# Performance Optimization Audit

This document identifies performance bottlenecks in OLDP and provides actionable,
code-level recommendations. Findings are organized by severity.

**Context:** OLDP serves legal documents (cases, laws, courts). Data is updated
approximately once per week, making it an excellent candidate for aggressive caching.

## Profiling Report

Measured profiling methodology and branch verification results (API + frontend + case detail) are documented in:

- [Performance Profiling Methodology and Findings (2026-02-22)](performance-profiling-2026-02-22.md)
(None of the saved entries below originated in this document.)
//! Public per-language site keys.
//!
//! A site key is the URL segment visitors use to reach a site
//! (`/hu/szentendre/...`). Keys can be renamed: the old key keeps
//! existing with `redirect_to_id` pointing at the new one.

use chrono::{DateTime, Utc};
use serde::{Deserialize, Serialize};
use uuid::Uuid;

use crate::lang::Lang;
use crate::redirect::RedirectNode;

#[derive(Debug, Clone, Serialize, Deserialize, PartialEq)]
pub struct SiteKey {
    pub id: Uuid,
    pub site_id: Uuid,
    pub lang: Lang,
    pub slug: String,
    pub is_primary: bool,
    pub is_active: bool,
    pub redirect_to_id: Option<Uuid>,
    pub created_at: DateTime<Utc>,
    pub updated_at: DateTime<Utc>,
}

impl RedirectNode for SiteKey {
    fn node_id(&self) -> Uuid {
        self.id
    }

    fn is_primary(&self) -> bool {
        self.is_primary
    }

    fn is_active(&self) -> bool {
        self.is_active
    }

    fn redirect_to_id(&self) -> Option<Uuid> {
        self.redirect_to_id
    }
}

#[derive(Debug, Clone, Serialize, Deserialize)]
pub struct CreateSiteKey {
    pub site_id: Uuid,
    pub lang: Lang,
    pub slug: String,
    #[serde(default)]
    pub is_primary: bool,
    pub redirect_to_id: Option<Uuid>,
}

#[derive(Debug, Clone, Serialize, Deserialize, Default)]
pub struct UpdateSiteKey {
    pub slug: Option<String>,
    pub is_primary: Option<bool>,
    pub is_active: Option<bool>,
    /// `Some(Some(val))` = set, `Some(None)` = clear, `None` = no change.
    #[serde(default, deserialize_with = "crate::models::double_option")]
    pub redirect_to_id: Option<Option<Uuid>>,
}
//! Plan definition table and typed plan overrides.
//!
//! Every site runs on one [`Plan`]. The static defaults for each plan
//! live here; a site subscription may carry [`PlanOverrides`] that are
//! merged field-by-field over those defaults.

use std::fmt;
use std::str::FromStr;

use serde::{Deserialize, Serialize};

use crate::error::{LokalError, LokalResult};

/// Sentinel for "no limit".
pub const UNLIMITED: u32 = u32::MAX;

#[derive(Debug, Clone, Copy, Serialize, Deserialize, PartialEq, Eq, Hash)]
#[serde(rename_all = "SCREAMING_SNAKE_CASE")]
pub enum Plan {
    Free,
    Basic,
    Pro,
    Business,
}

impl Plan {
    pub fn as_str(&self) -> &'static str {
        match self {
            Plan::Free => "FREE",
            Plan::Basic => "BASIC",
            Plan::Pro => "PRO",
            Plan::Business => "BUSINESS",
        }
    }
}

impl fmt::Display for Plan {
    fn fmt(&self, f: &mut fmt::Formatter<'_>) -> fmt::Result {
        f.write_str(self.as_str())
    }
}

impl FromStr for Plan {
    type Err = LokalError;

    fn from_str(s: &str) -> Result<Self, Self::Err> {
        match s.to_ascii_uppercase().as_str() {
            "FREE" => Ok(Plan::Free),
            "BASIC" => Ok(Plan::Basic),
            "PRO" => Ok(Plan::Pro),
            "BUSINESS" => Ok(Plan::Business),
            other => Err(LokalError::validation(format!("unknown plan: {other}"))),
        }
    }
}

/// Countable resources a plan limits.
#[derive(Debug, Clone, Copy, Serialize, Deserialize, PartialEq, Eq, Hash)]
#[serde(rename_all = "snake_case")]
pub enum LimitKind {
    Places,
    FeaturedPlaces,
    EventsPerMonth,
    Members,
    DomainAliases,
    Languages,
    Galleries,
}

/// Switchable features a plan grants.
#[derive(Debug, Clone, Copy, Serialize, Deserialize, PartialEq, Eq, Hash)]
#[serde(rename_all = "snake_case")]
pub enum Feature {
    Events,
    FeaturedPlaces,
    Galleries,
    CustomDomain,
    MultiLanguage,
    AdvancedSeo,
    /// Eligibility to buy the floorplan add-on.
    Floorplans,
}

#[derive(Debug, Clone, Copy, Serialize, Deserialize, PartialEq, Eq)]
pub struct PlanLimits {
    pub places_max: u32,
    pub featured_places_max: u32,
    pub events_per_month_max: u32,
    pub members_max: u32,
    pub domain_aliases_max: u32,
    pub languages_max: u32,
    pub galleries_max: u32,
    /// Images per place gallery.
    pub gallery_images_max: u32,
}

impl PlanLimits {
    pub fn get(&self, kind: LimitKind) -> u32 {
        match kind {
            LimitKind::Places => self.places_max,
            LimitKind::FeaturedPlaces => self.featured_places_max,
            LimitKind::EventsPerMonth => self.events_per_month_max,
            LimitKind::Members => self.members_max,
            LimitKind::DomainAliases => self.domain_aliases_max,
            LimitKind::Languages => self.languages_max,
            LimitKind::Galleries => self.galleries_max,
        }
    }
}

#[derive(Debug, Clone, Copy, Serialize, Deserialize, PartialEq, Eq)]
pub struct PlanFeatures {
    pub events: bool,
    pub featured_places: bool,
    pub galleries: bool,
    pub custom_domain: bool,
    pub multi_language: bool,
    pub advanced_seo: bool,
    pub floorplans: bool,
}

impl PlanFeatures {
    pub fn is_enabled(&self, feature: Feature) -> bool {
        match feature {
            Feature::Events => self.events,
            Feature::FeaturedPlaces => self.featured_places,
            Feature::Galleries => self.galleries,
            Feature::CustomDomain => self.custom_domain,
            Feature::MultiLanguage => self.multi_language,
            Feature::AdvancedSeo => self.advanced_seo,
            Feature::Floorplans => self.floorplans,
        }
    }
}

#[derive(Debug, Clone, Copy, Serialize, Deserialize, PartialEq, Eq)]
pub struct PlanDefinition {
    pub plan: Plan,
    pub limits: PlanLimits,
    pub features: PlanFeatures,
}

impl PlanDefinition {
    pub fn for_plan(plan: Plan) -> Self {
        match plan {
            Plan::Free => Self {
                plan,
                limits: PlanLimits {
                    places_max: 1,
                    featured_places_max: 0,
                    events_per_month_max: 0,
                    members_max: 1,
                    domain_aliases_max: 0,
                    languages_max: 1,
                    galleries_max: 0,
                    gallery_images_max: 0,
                },
                features: PlanFeatures {
                    events: false,
                    featured_places: false,
                    galleries: false,
                    custom_domain: false,
                    multi_language: false,
                    advanced_seo: false,
                    floorplans: false,
                },
            },
            Plan::Basic => Self {
                plan,
                limits: PlanLimits {
                    places_max: 25,
                    featured_places_max: 1,
                    events_per_month_max: 10,
                    members_max: 3,
                    domain_aliases_max: 0,
                    languages_max: 1,
                    galleries_max: 5,
                    gallery_images_max: 10,
                },
                features: PlanFeatures {
                    events: true,
                    featured_places: true,
                    galleries: true,
                    custom_domain: false,
                    multi_language: false,
                    advanced_seo: false,
                    floorplans: true,
                },
            },
            Plan::Pro => Self {
                plan,
                limits: PlanLimits {
                    places_max: 100,
                    featured_places_max: 5,
                    events_per_month_max: 50,
                    members_max: 10,
                    domain_aliases_max: 2,
                    languages_max: 3,
                    galleries_max: 25,
                    gallery_images_max: 30,
                },
                features: PlanFeatures {
                    events: true,
                    featured_places: true,
                    galleries: true,
                    custom_domain: true,
                    multi_language: true,
                    advanced_seo: false,
                    floorplans: true,
                },
            },
            Plan::Business => Self {
                plan,
                limits: PlanLimits {
                    places_max: 500,
                    featured_places_max: 20,
                    events_per_month_max: UNLIMITED,
                    members_max: 50,
                    domain_aliases_max: 10,
                    languages_max: 3,
                    galleries_max: 100,
                    gallery_images_max: 100,
                },
                features: PlanFeatures {
                    events: true,
                    featured_places: true,
                    galleries: true,
                    custom_domain: true,
                    multi_language: true,
                    advanced_seo: true,
                    floorplans: true,
                },
            },
        }
    }

    /// Merge `overrides` over the plan defaults. Absent fields keep the
    /// default; present fields replace it.
    pub fn with_overrides(mut self, overrides: &PlanOverrides) -> Self {
        let l = &overrides.limits;
        let limits = &mut self.limits;
        limits.places_max = l.places_max.unwrap_or(limits.places_max);
        limits.featured_places_max = l.featured_places_max.unwrap_or(limits.featured_places_max);
        limits.events_per_month_max = l.events_per_month_max.unwrap_or(limits.events_per_month_max);
        limits.members_max = l.members_max.unwrap_or(limits.members_max);
        limits.domain_aliases_max = l.domain_aliases_max.unwrap_or(limits.domain_aliases_max);
        limits.languages_max = l.languages_max.unwrap_or(limits.languages_max);
        limits.galleries_max = l.galleries_max.unwrap_or(limits.galleries_max);
        limits.gallery_images_max = l.gallery_images_max.unwrap_or(limits.gallery_images_max);

        let f = &overrides.features;
        let features = &mut self.features;
        features.events = f.events.unwrap_or(features.events);
        features.featured_places = f.featured_places.unwrap_or(features.featured_places);
        features.galleries = f.galleries.unwrap_or(features.galleries);
        features.custom_domain = f.custom_domain.unwrap_or(features.custom_domain);
        features.multi_language = f.multi_language.unwrap_or(features.multi_language);
        features.advanced_seo = f.advanced_seo.unwrap_or(features.advanced_seo);
        features.floorplans = f.floorplans.unwrap_or(features.floorplans);

        self
    }
}

#[derive(Debug, Clone, Default, PartialEq, Eq, Serialize, Deserialize)]
#[serde(default, deny_unknown_fields)]
pub struct LimitOverrides {
    #[serde(skip_serializing_if = "Option::is_none")]
    pub places_max: Option<u32>,
    #[serde(skip_serializing_if = "Option::is_none")]
    pub featured_places_max: Option<u32>,
    #[serde(skip_serializing_if = "Option::is_none")]
    pub events_per_month_max: Option<u32>,
    #[serde(skip_serializing_if = "Option::is_none")]
    pub members_max: Option<u32>,
    #[serde(skip_serializing_if = "Option::is_none")]
    pub domain_aliases_max: Option<u32>,
    #[serde(skip_serializing_if = "Option::is_none")]
    pub languages_max: Option<u32>,
    #[serde(skip_serializing_if = "Option::is_none")]
    pub galleries_max: Option<u32>,
    #[serde(skip_serializing_if = "Option::is_none")]
    pub gallery_images_max: Option<u32>,
}

#[derive(Debug, Clone, Default, PartialEq, Eq, Serialize, Deserialize)]
#[serde(default, deny_unknown_fields)]
pub struct FeatureOverrides {
    #[serde(skip_serializing_if = "Option::is_none")]
    pub events: Option<bool>,
    #[serde(skip_serializing_if = "Option::is_none")]
    pub featured_places: Option<bool>,
    #[serde(skip_serializing_if = "Option::is_none")]
    pub galleries: Option<bool>,
    #[serde(skip_serializing_if = "Option::is_none")]
    pub custom_domain: Option<bool>,
    #[serde(skip_serializing_if = "Option::is_none")]
    pub multi_language: Option<bool>,
    #[serde(skip_serializing_if = "Option::is_none")]
    pub advanced_seo: Option<bool>,
    #[serde(skip_serializing_if = "Option::is_none")]
    pub floorplans: Option<bool>,
}

/// Per-site adjustments to a plan's defaults.
#[derive(Debug, Clone, Default, PartialEq, Eq, Serialize, Deserialize)]
#[serde(default, deny_unknown_fields)]
pub struct PlanOverrides {
    pub limits: LimitOverrides,
    pub features: FeatureOverrides,
}

impl PlanOverrides {
    /// Parse overrides from their stored JSON form, rejecting unknown
    /// keys and wrongly typed values.
    pub fn from_json(value: serde_json::Value) -> LokalResult<Self> {
        serde_json::from_value(value)
            .map_err(|e| LokalError::validation(format!("invalid plan overrides: {e}")))
    }

    pub fn to_json(&self) -> serde_json::Value {
        serde_json::to_value(self).unwrap_or_else(|_| serde_json::Value::Object(Default::default()))
    }

    pub fn is_empty(&self) -> bool {
        self == &PlanOverrides::default()
    }
}

#[cfg(test)]
mod tests {
    use serde_json::json;

    use super::*;

    #[test]
    fn free_plan_has_no_featured_places_or_galleries() {
        let def = PlanDefinition::for_plan(Plan::Free);
        assert_eq!(def.limits.featured_places_max, 0);
        assert!(!def.features.galleries);
        assert!(!def.features.floorplans);
    }

    #[test]
    fn plans_are_monotonic_in_place_limit() {
        let order = [Plan::Free, Plan::Basic, Plan::Pro, Plan::Business];
        for pair in order.windows(2) {
            let lower = PlanDefinition::for_plan(pair[0]).limits.places_max;
            let higher = PlanDefinition::for_plan(pair[1]).limits.places_max;
            assert!(lower < higher, "{} should allow fewer places than {}", pair[0], pair[1]);
        }
    }

    #[test]
    fn overrides_replace_only_present_fields() {
        let overrides = PlanOverrides::from_json(json!({
            "limits": { "places_max": 40 },
            "features": { "custom_domain": true }
        }))
        .unwrap();

        let merged = PlanDefinition::for_plan(Plan::Basic).with_overrides(&overrides);
        let base = PlanDefinition::for_plan(Plan::Basic);

        assert_eq!(merged.limits.places_max, 40);
        assert_eq!(merged.limits.featured_places_max, base.limits.featured_places_max);
        assert!(merged.features.custom_domain);
        assert_eq!(merged.features.galleries, base.features.galleries);
        assert_eq!(merged.plan, Plan::Basic);
    }

    #[test]
    fn overrides_reject_unknown_keys_and_bad_types() {
        assert!(PlanOverrides::from_json(json!({ "limits": { "rockets_max": 1 } })).is_err());
        assert!(PlanOverrides::from_json(json!({ "limits": { "places_max": "many" } })).is_err());
        assert!(PlanOverrides::from_json(json!({ "extras": {} })).is_err());
    }

    #[test]
    fn empty_object_is_empty_overrides() {
        let overrides = PlanOverrides::from_json(json!({})).unwrap();
        assert!(overrides.is_empty());
        assert_eq!(overrides.to_json(), json!({ "limits": {}, "features": {} }));
    }

    #[test]
    fn plan_parses_case_insensitively() {
        assert_eq!("pro".parse::<Plan>().unwrap(), Plan::Pro);
        assert!("gold".parse::<Plan>().is_err());
    }
}
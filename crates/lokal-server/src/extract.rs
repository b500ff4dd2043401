//! Extractors whose rejections use the API error body.

use axum::extract::{FromRequest, FromRequestParts};
use lokal_core::error::LokalError;
use lokal_core::lang::Lang;
use lokal_core::repository::Pagination;
use serde::Deserialize;

use crate::error::ApiError;

#[derive(FromRequest)]
#[from_request(via(axum::Json), rejection(ApiError))]
pub struct ApiJson<T>(pub T);

#[derive(FromRequestParts)]
#[from_request(via(axum::extract::Path), rejection(ApiError))]
pub struct ApiPath<T>(pub T);

#[derive(FromRequestParts)]
#[from_request(via(axum::extract::Query), rejection(ApiError))]
pub struct ApiQuery<T>(pub T);

/// Parse a `{lang}` path segment. Unsupported languages are a 400.
pub fn parse_lang(raw: &str) -> Result<Lang, LokalError> {
    raw.parse()
}

/// `?siteKey=` on public endpoints.
#[derive(Debug, Default, Deserialize)]
pub struct SiteKeyQuery {
    #[serde(rename = "siteKey")]
    pub site_key: Option<String>,
}

impl SiteKeyQuery {
    pub fn site_key(&self) -> Option<&str> {
        self.site_key.as_deref().filter(|k| !k.is_empty())
    }
}

/// `?offset=&limit=` on paginated lists.
#[derive(Debug, Default, Deserialize)]
pub struct PageQuery {
    pub offset: Option<u64>,
    pub limit: Option<u64>,
}

impl PageQuery {
    pub fn pagination(&self) -> Pagination {
        let defaults = Pagination::default();
        Pagination {
            offset: self.offset.unwrap_or(defaults.offset),
            limit: self.limit.unwrap_or(defaults.limit).min(200),
        }
    }
}
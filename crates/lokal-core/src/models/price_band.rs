//! Price bands ("$", "$$", ...) a site uses to classify places.

use chrono::{DateTime, Utc};
use serde::{Deserialize, Serialize};
use uuid::Uuid;

use crate::error::{LokalError, LokalResult};

#[derive(Debug, Clone, Serialize, Deserialize, PartialEq)]
pub struct PriceBand {
    pub id: Uuid,
    pub site_id: Uuid,
    /// Stable identifier, unique per site (e.g. `budget`).
    pub key: String,
    pub label: String,
    pub min_price: u32,
    /// `None` means open-ended.
    pub max_price: Option<u32>,
    pub currency: String,
    pub sort_order: i64,
    pub is_active: bool,
    pub created_at: DateTime<Utc>,
    pub updated_at: DateTime<Utc>,
}

#[derive(Debug, Clone, Serialize, Deserialize)]
pub struct CreatePriceBand {
    pub site_id: Uuid,
    pub key: String,
    pub label: String,
    pub min_price: u32,
    pub max_price: Option<u32>,
    pub currency: Option<String>,
    pub sort_order: Option<i64>,
}

#[derive(Debug, Clone, Serialize, Deserialize, Default)]
pub struct UpdatePriceBand {
    pub label: Option<String>,
    pub min_price: Option<u32>,
    /// `Some(Some(val))` = set, `Some(None)` = clear, `None` = no change.
    #[serde(default, deserialize_with = "crate::models::double_option")]
    pub max_price: Option<Option<u32>>,
    pub currency: Option<String>,
    pub sort_order: Option<i64>,
    pub is_active: Option<bool>,
}

pub const DEFAULT_CURRENCY: &str = "HUF";

pub fn validate_range(min_price: u32, max_price: Option<u32>) -> LokalResult<()> {
    match max_price {
        Some(max) if max < min_price => Err(LokalError::validation(format!(
            "max_price ({max}) must not be below min_price ({min_price})"
        ))),
        _ => Ok(()),
    }
}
Infrastructure-level tuning beyond Django (Gunicorn, Nginx, MariaDB, Elasticsearch, Redis, plus Docker Compose examples) is documented in:

- [Performance Optimization Beyond Django](performance-beyond-django.md)

---

## 1. Database Query Issues (HIGH)

### 1.1 N+1 Queries in `get_related()` Methods

**Cases** (`oldp/apps/cases/models.py:258-269`): `Case.get_related()` loops over
`RelatedCase` objects and accesses the `related_content` FK on each iteration,
triggering a separate query per related item.

**Laws** (`oldp/apps/laws/models.py:377-386`): Same pattern in `Law.get_related()`
with `RelatedLaw`.

**Fix:** Add `.select_related("related_content")` to the queryset in both methods:

```python
# cases/models.py — Case.get_related()
for item in RelatedCase.objects.filter(seed_content=self) \
        .select_related("related_content") \
        .order_by("-score")[:n]:
    items.append(item.related_content)

# laws/models.py — Law.get_related()
for item in RelatedLaw.objects.filter(seed_content=self) \
        .select_related("related_content") \
        .order_by("-score")[:n]:
    items.append(item.related_content)
```

### 1.2 N+1 in `get_content_as_html()`

`oldp/apps/cases/models.py:202-224` — Calls `get_reference_markers()` and
`get_markers()`, each triggering separate DB queries. This method is invoked on
every case detail page view (`oldp/apps/cases/views.py:91`).

**Fix:** Prefetch reference markers and annotation markers on the case queryset in
the detail view, or cache the rendered HTML output per case.

### 1.3 Inefficient `get_latest_law_book()`

`oldp/apps/laws/views.py:61-75` — Uses `len(candidates)` which forces full queryset
evaluation instead of using `.exists()` or `.first()`.

**Fix:**

```python
def get_latest_law_book(book_slug):
    candidate = LawBook.objects.filter(slug=book_slug, latest=True).first()
    if candidate is None:
        logger.info("Law book not found: %s", book_slug)
        raise Http404()
    # Check for duplicates (should not happen)
    count = LawBook.objects.filter(slug=book_slug, latest=True).count()
    if count > 1:
        logger.warning("Book has more than one instance with latest=true: %s", book_slug)
    return candidate
```

### 1.4 Uncached `Law.get_next()` and `has_next()`

`oldp/apps/laws/models.py:328-347` — Each call to `get_next()` or `has_next()`
triggers a separate DB query. When both are called (e.g., in templates), two
queries are executed for the same information.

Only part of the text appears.